At a more nomological level, the pattern of relationships between several of the domain-specific variables, expected return on time and effort, and brand loyalty provides support for the attribution-based relationship between benefit/cost ratios and brand loyalty offered by Dodson et al. (1978). Specifically, across Studies 1 and 2, domain-specific variables that related significantly to expected return on time and effort in one direction were typically related to brand loyalty in the opposite direction. These relationships suggest that as the benefit/cost ratio increases, brand loyalty decreases. The nature of these findings differ from those of Dodson et al. (1978) in a very important way. Here, deals were not manipulated and brand-switching behavior was not measured. Rather, individual difference variables of a proneness to deals and a general propensity to be brand loyal are measured and are related to each other. Reaching a similar conclusion based on a very different type of study provides additional support for the attribution-based rationale of Dodson et al. (1978).

Rebate Proneness

With the exception of brand loyalty, the pattern of relationships between rebate proneness and the psychological variables were largely consistent with those involving sale proneness. However, rebate and sale proneness did differ in a theoretically-consistent manner in their relationship with brand loyalty. As responding to rebates involves a larger amount of effort, rebate proneness appears not to undermine the propensity to be brand loyal.

Coupon Proneness

Coupon proneness appears to be related to the belief that the time and effort required to "get a deal" is worth it, and thus, a willingness to spend more time in the grocery store (see relationship with time spent in grocery store reported in Lichtenstein et al. (1995)). However, consistent with the perspective of Blattberg and Neslin (1990), the activity seems to be pursued somewhat "mindlessly" (as suggested by the negative relationship with need for cognition). Consistent with results found for rebates, the effort associated with coupon proneness apparently serves not to undermine brand loyalty as it seems to do for sale proneness. It is also interesting to note that, while sale proneness was positively related to price consciousness, coupon proneness was not. These differential relationships may be partially due to the fact that sales are integrated into the purchase price and coupons are not.

Display Proneness

The correlates of display proneness differ vastly and systematically from correlates of the other types of deal proneness. Display proneness is more strongly positively related to impulsiveness and negatively related to the use of a shopping list (see Lichtenstein et al. 1995) than are other types of deal proneness. Also, based on the positive correlations with price-quality perceptions and negative correlations with need for cognition, it appears that display proneness may be associated with a stronger propensity to inference in general.

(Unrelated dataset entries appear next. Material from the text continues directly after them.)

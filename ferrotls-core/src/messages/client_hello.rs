//! ClientHello (RFC 8446 Section 4.1.2, RFC 5246 Section 7.4.1.2).

use crate::cipher::CipherSuite;
use crate::error::{Error, Result};
use crate::extensions::Extensions;
use crate::messages::{read_vec8, write_vec8};
use crate::protocol::{ProtocolVersion, RENEGOTIATION_SCSV};
use bytes::{Buf, BufMut, BytesMut};

/// ClientHello message body.
///
/// Cipher suites are kept as raw codepoints so the SCSV and suites we
/// do not implement survive parsing; `known_cipher_suites` filters to
/// the ones negotiation can use.
#[derive(Debug, Clone, PartialEq, Eq)]
pub struct ClientHello {
    /// legacy_version (0x0303 when 1.3 is offered via supported_versions)
    pub legacy_version: ProtocolVersion,
    /// Client random
    pub random: [u8; 32],
    /// legacy_session_id (1.2 resumption, compatibility padding in 1.3)
    pub session_id: Vec<u8>,
    /// Offered cipher suites, raw codepoints in offer order
    pub cipher_suites: Vec<u16>,
    /// Extensions
    pub extensions: Extensions,
}

impl ClientHello {
    /// Suites we implement, in the client's offer order.
    pub fn known_cipher_suites(&self) -> Vec<CipherSuite> {
        self.cipher_suites
            .iter()
            .filter_map(|&cs| CipherSuite::from_u16(cs))
            .collect()
    }

    /// Whether the renegotiation SCSV is offered.
    pub fn offers_scsv(&self) -> bool {
        self.cipher_suites.contains(&RENEGOTIATION_SCSV)
    }

    /// Encode the body (without the handshake header).
    pub fn encode(&self) -> Vec<u8> {
        let mut buf = BytesMut::with_capacity(128);
        buf.put_u16(self.legacy_version.to_u16());
        buf.put_slice(&self.random);
        write_vec8(&mut buf, &self.session_id);
        buf.put_u16((self.cipher_suites.len() * 2) as u16);
        for cs in &self.cipher_suites {
            buf.put_u16(*cs);
        }
        // legacy_compression_methods: null only
        buf.put_slice(&[1, 0]);
        self.extensions.encode(&mut buf);
        buf.to_vec()
    }

    /// Decode the body.
    pub fn decode(mut data: &[u8]) -> Result<Self> {
        if data.len() < 34 {
            return Err(Error::InvalidMessage("ClientHello truncated".into()));
        }
        let legacy_version = ProtocolVersion::from_u16(data.get_u16());
        let mut random = [0u8; 32];
        data.copy_to_slice(&mut random);

        let session_id = read_vec8(&mut data)?;
        if session_id.len() > 32 {
            return Err(Error::InvalidMessage("Session ID too long".into()));
        }

        if data.remaining() < 2 {
            return Err(Error::InvalidMessage("ClientHello truncated".into()));
        }
        let suites_len = data.get_u16() as usize;
        if suites_len == 0 || suites_len % 2 != 0 || data.remaining() < suites_len {
            return Err(Error::InvalidMessage("Malformed cipher suite list".into()));
        }
        let cipher_suites = data[..suites_len]
            .chunks_exact(2)
            .map(|c| u16::from_be_bytes([c[0], c[1]]))
            .collect();
        data.advance(suites_len);

        let compressions = read_vec8(&mut data)?;
        if !compressions.contains(&0) {
            return Err(Error::InvalidMessage(
                "Null compression must be offered".into(),
            ));
        }

        let extensions = if !data.is_empty() {
            let (exts, consumed) = Extensions::decode(data)?;
            if consumed != data.len() {
                return Err(Error::InvalidMessage("Trailing ClientHello bytes".into()));
            }
            exts
        } else {
            Extensions::new()
        };

        Ok(Self {
            legacy_version,
            random,
            session_id,
            cipher_suites,
            extensions,
        })
    }
}
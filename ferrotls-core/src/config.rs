//! Client and server configuration.

use std::sync::Arc;

use ferrotls_crypto::{
    CryptoProvider, KeyExchangeAlgorithm, SignatureScheme, SigningKey,
};

use crate::cipher::{CertificateKind, CipherSuite};
use crate::error::{Error, Result};
use crate::protocol::ProtocolVersion;
use crate::ticket::{ClientTicket, TicketStore, DEFAULT_TICKET_LIFETIME_SECS};
use crate::tls12::session::{Session, SessionCache};
use crate::x509;

/// Bytes of declined early data a server will skip by default.
pub const DEFAULT_MAX_EARLY_DATA_SKIP: usize = 16384;

/// Versions offered by default, best first.
pub const DEFAULT_VERSIONS: &[ProtocolVersion] = &[
    ProtocolVersion::TLS1_3,
    ProtocolVersion::TLS1_2,
    ProtocolVersion::TLS1_1,
    ProtocolVersion::TLS1_0,
];

/// Groups offered by default, best first.
pub const DEFAULT_GROUPS: &[KeyExchangeAlgorithm] = &[
    KeyExchangeAlgorithm::X25519,
    KeyExchangeAlgorithm::Secp256r1,
    KeyExchangeAlgorithm::Ffdhe2048,
];

/// Signature schemes offered by default.
pub const DEFAULT_SIGNATURE_SCHEMES: &[SignatureScheme] = &[
    SignatureScheme::EcdsaSecp256r1Sha256,
    SignatureScheme::RsaPssRsaeSha256,
    SignatureScheme::RsaPkcs1Sha256,
];

/// A server's certificate chain and private key.
pub struct Identity {
    /// DER certificates, leaf first
    pub certificate_chain: Vec<Vec<u8>>,
    /// Private key matching the leaf
    pub signing_key: Arc<SigningKey>,
    /// Key type of the leaf
    pub kind: CertificateKind,
}

impl std::fmt::Debug for Identity {
    fn fmt(&self, f: &mut std::fmt::Formatter<'_>) -> std::fmt::Result {
        f.debug_struct("Identity")
            .field("chain_length", &self.certificate_chain.len())
            .field("kind", &self.kind)
            .finish()
    }
}

impl Identity {
    /// Create an identity, inferring the key type from the leaf
    /// certificate.
    pub fn new(certificate_chain: Vec<Vec<u8>>, signing_key: SigningKey) -> Result<Self> {
        let leaf = certificate_chain
            .first()
            .ok_or_else(|| Error::InvalidConfig("Identity needs a certificate".into()))?;
        let kind = x509::extract_public_key(leaf)?.kind();
        Ok(Self {
            certificate_chain,
            signing_key: Arc::new(signing_key),
            kind,
        })
    }

    /// The scheme this identity signs with at the given version.
    pub fn signature_scheme(&self, version: ProtocolVersion) -> SignatureScheme {
        match self.kind {
            CertificateKind::Ecdsa => SignatureScheme::EcdsaSecp256r1Sha256,
            CertificateKind::Rsa if version.is_tls13() => SignatureScheme::RsaPssRsaeSha256,
            CertificateKind::Rsa => SignatureScheme::RsaPkcs1Sha256,
        }
    }
}

/// Resumption material from an earlier connection.
#[derive(Debug)]
pub enum Resumption {
    /// TLS 1.3 ticket and its PSK
    Ticket(ClientTicket),
    /// TLS 1.2 session for session-ID resumption
    Session(Session),
}

/// Client configuration.
pub struct ClientConfig {
    /// Crypto backend
    pub provider: Arc<dyn CryptoProvider>,
    /// Versions to offer, best first
    pub supported_versions: Vec<ProtocolVersion>,
    /// Suites to offer, in preference order
    pub cipher_suites: Vec<CipherSuite>,
    /// Groups to offer, best first; key shares are sent for the first
    pub supported_groups: Vec<KeyExchangeAlgorithm>,
    /// Signature schemes to accept
    pub signature_schemes: Vec<SignatureScheme>,
    /// Server name for SNI
    pub server_name: Option<String>,
    /// ALPN protocols to offer
    pub alpn_protocols: Vec<Vec<u8>>,
    /// Offer early_data when resuming with a ticket. No 0-RTT data is
    /// written before the server answers, and acceptance is refused.
    pub offer_early_data: bool,
}

impl std::fmt::Debug for ClientConfig {
    fn fmt(&self, f: &mut std::fmt::Formatter<'_>) -> std::fmt::Result {
        f.debug_struct("ClientConfig")
            .field("supported_versions", &self.supported_versions)
            .field("cipher_suites", &self.cipher_suites)
            .field("server_name", &self.server_name)
            .finish()
    }
}

impl ClientConfig {
    /// Default configuration over the given provider.
    pub fn new(provider: Arc<dyn CryptoProvider>) -> Self {
        Self {
            provider,
            supported_versions: DEFAULT_VERSIONS.to_vec(),
            cipher_suites: CipherSuite::ALL.to_vec(),
            supported_groups: DEFAULT_GROUPS.to_vec(),
            signature_schemes: DEFAULT_SIGNATURE_SCHEMES.to_vec(),
            server_name: None,
            alpn_protocols: Vec::new(),
            offer_early_data: false,
        }
    }

    /// Highest offered version.
    pub fn max_version(&self) -> ProtocolVersion {
        self.supported_versions
            .iter()
            .copied()
            .max()
            .unwrap_or(ProtocolVersion::TLS1_2)
    }

    /// Sanity-check the configuration.
    pub fn validate(&self) -> Result<()> {
        if self.supported_versions.is_empty() {
            return Err(Error::InvalidConfig("No versions enabled".into()));
        }
        if let Some(v) = self.supported_versions.iter().find(|v| !v.is_known()) {
            return Err(Error::InvalidConfig(format!("Unknown version {}", v)));
        }
        if self.cipher_suites.is_empty() {
            return Err(Error::InvalidConfig("No cipher suites enabled".into()));
        }
        if self.supported_groups.is_empty() {
            return Err(Error::InvalidConfig("No groups enabled".into()));
        }
        let usable = self.supported_versions.iter().any(|&v| {
            self.cipher_suites.iter().any(|s| s.usable_at(v))
        });
        if !usable {
            return Err(Error::InvalidConfig(
                "No cipher suite is usable at any enabled version".into(),
            ));
        }
        Ok(())
    }
}

/// Server configuration.
pub struct ServerConfig {
    /// Crypto backend
    pub provider: Arc<dyn CryptoProvider>,
    /// Certificate chain and private key
    pub identity: Identity,
    /// Versions to accept
    pub supported_versions: Vec<ProtocolVersion>,
    /// Suites to negotiate, in server preference order
    pub cipher_suites: Vec<CipherSuite>,
    /// Groups to accept, best first
    pub supported_groups: Vec<KeyExchangeAlgorithm>,
    /// Signature schemes to accept
    pub signature_schemes: Vec<SignatureScheme>,
    /// ALPN protocols, in server preference order
    pub alpn_protocols: Vec<Vec<u8>>,
    /// 1.2 session cache, shared across connections
    pub session_cache: Arc<SessionCache>,
    /// 1.3 ticket store, shared across connections
    pub ticket_store: Arc<TicketStore>,
    /// Lifetime for issued tickets, seconds
    pub ticket_lifetime: u32,
    /// How many NewSessionTicket messages to send after a 1.3 handshake
    pub tickets_to_send: u8,
    /// How many bytes of a declined 0-RTT client's early-data records to
    /// skip before giving up on the handshake
    pub max_early_data_skip: usize,
}

impl std::fmt::Debug for ServerConfig {
    fn fmt(&self, f: &mut std::fmt::Formatter<'_>) -> std::fmt::Result {
        f.debug_struct("ServerConfig")
            .field("identity", &self.identity)
            .field("supported_versions", &self.supported_versions)
            .field("cipher_suites", &self.cipher_suites)
            .finish()
    }
}

impl ServerConfig {
    /// Default configuration for the given identity.
    pub fn new(provider: Arc<dyn CryptoProvider>, identity: Identity) -> Self {
        Self {
            provider,
            identity,
            supported_versions: DEFAULT_VERSIONS.to_vec(),
            cipher_suites: CipherSuite::ALL.to_vec(),
            supported_groups: DEFAULT_GROUPS.to_vec(),
            signature_schemes: DEFAULT_SIGNATURE_SCHEMES.to_vec(),
            alpn_protocols: Vec::new(),
            session_cache: Arc::new(SessionCache::default()),
            ticket_store: Arc::new(TicketStore::default()),
            ticket_lifetime: DEFAULT_TICKET_LIFETIME_SECS,
            tickets_to_send: 1,
            max_early_data_skip: DEFAULT_MAX_EARLY_DATA_SKIP,
        }
    }

    /// Suites compatible with this server's certificate at `version`.
    pub fn usable_suites(&self, version: ProtocolVersion) -> Vec<CipherSuite> {
        self.cipher_suites
            .iter()
            .copied()
            .filter(|s| {
                s.usable_at(version)
                    && s.certificate_kind()
                        .map_or(true, |k| k == self.identity.kind)
            })
            .collect()
    }

    /// Sanity-check the configuration.
    pub fn validate(&self) -> Result<()> {
        if self.supported_versions.is_empty() {
            return Err(Error::InvalidConfig("No versions enabled".into()));
        }
        if self.cipher_suites.is_empty() {
            return Err(Error::InvalidConfig("No cipher suites enabled".into()));
        }
        if self.identity.certificate_chain.is_empty() {
            return Err(Error::InvalidConfig("Identity needs a certificate".into()));
        }
        let usable = self
            .supported_versions
            .iter()
            .any(|&v| !self.usable_suites(v).is_empty());
        if !usable {
            return Err(Error::InvalidConfig(
                "No cipher suite matches the identity at any enabled version".into(),
            ));
        }
        Ok(())
    }
}

#[cfg(test)]
mod tests {
    use super::*;
    use ferrotls_crypto_rustcrypto::RustCryptoProvider;

    fn provider() -> Arc<dyn CryptoProvider> {
        Arc::new(RustCryptoProvider::new())
    }

    fn rsa_identity() -> Identity {
        let cert = x509::build_certificate(&x509::SubjectPublicKey::Rsa(vec![
            0x30, 0x06, 0x02, 0x01, 0x05, 0x02, 0x01, 0x03,
        ]));
        Identity::new(vec![cert], SigningKey::from_bytes(vec![1, 2, 3])).unwrap()
    }

    #[test]
    fn test_client_defaults_validate() {
        let config = ClientConfig::new(provider());
        config.validate().unwrap();
        assert_eq!(config.max_version(), ProtocolVersion::TLS1_3);
    }

    #[test]
    fn test_client_without_versions_invalid() {
        let mut config = ClientConfig::new(provider());
        config.supported_versions.clear();
        assert!(config.validate().is_err());
    }

    #[test]
    fn test_suite_version_mismatch_invalid() {
        let mut config = ClientConfig::new(provider());
        config.supported_versions = vec![ProtocolVersion::TLS1_0];
        config.cipher_suites = vec![CipherSuite::Tls13Aes128GcmSha256];
        assert!(config.validate().is_err());
    }

    #[test]
    fn test_server_identity_filters_suites() {
        let config = ServerConfig::new(provider(), rsa_identity());
        config.validate().unwrap();
        let suites = config.usable_suites(ProtocolVersion::TLS1_2);
        assert!(suites.contains(&CipherSuite::EcdheRsaAes128GcmSha256));
        assert!(!suites.contains(&CipherSuite::EcdheEcdsaAes128GcmSha256));

        // 1.3 suites do not constrain the certificate type
        let suites13 = config.usable_suites(ProtocolVersion::TLS1_3);
        assert!(suites13.contains(&CipherSuite::Tls13Aes128GcmSha256));
    }

    #[test]
    fn test_identity_scheme_selection() {
        let identity = rsa_identity();
        assert_eq!(
            identity.signature_scheme(ProtocolVersion::TLS1_3),
            SignatureScheme::RsaPssRsaeSha256
        );
        assert_eq!(
            identity.signature_scheme(ProtocolVersion::TLS1_2),
            SignatureScheme::RsaPkcs1Sha256
        );
    }
}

Implications for Future Research

Lichtenstein et. al (1995) providd evidence that deal proneness was a domain-specific construct. The present study extends this work by providing evidence that the different domain-specific constructs have some differing psychological correlates. These results are viewed as important for future theory tests. Specifically, results of the present study suggest that theories which have constructs which may relate to benefit/cost ratios, impulsiveness, brand loyalty, price consciousness, price-quality inferences, and need for cognition may relate differentially to different types of promotions. Additionally, domain-specific deal proneness measures may relate differentially to many other psychological correlates not tested here, but nevertheless, have important implications for theory tests. Therefore, it is recommended that researchers wishing to test theories of sales promotions carefully consider the particular type(s) of sales promotions to which the theory might relate prior to empirically testing those theories.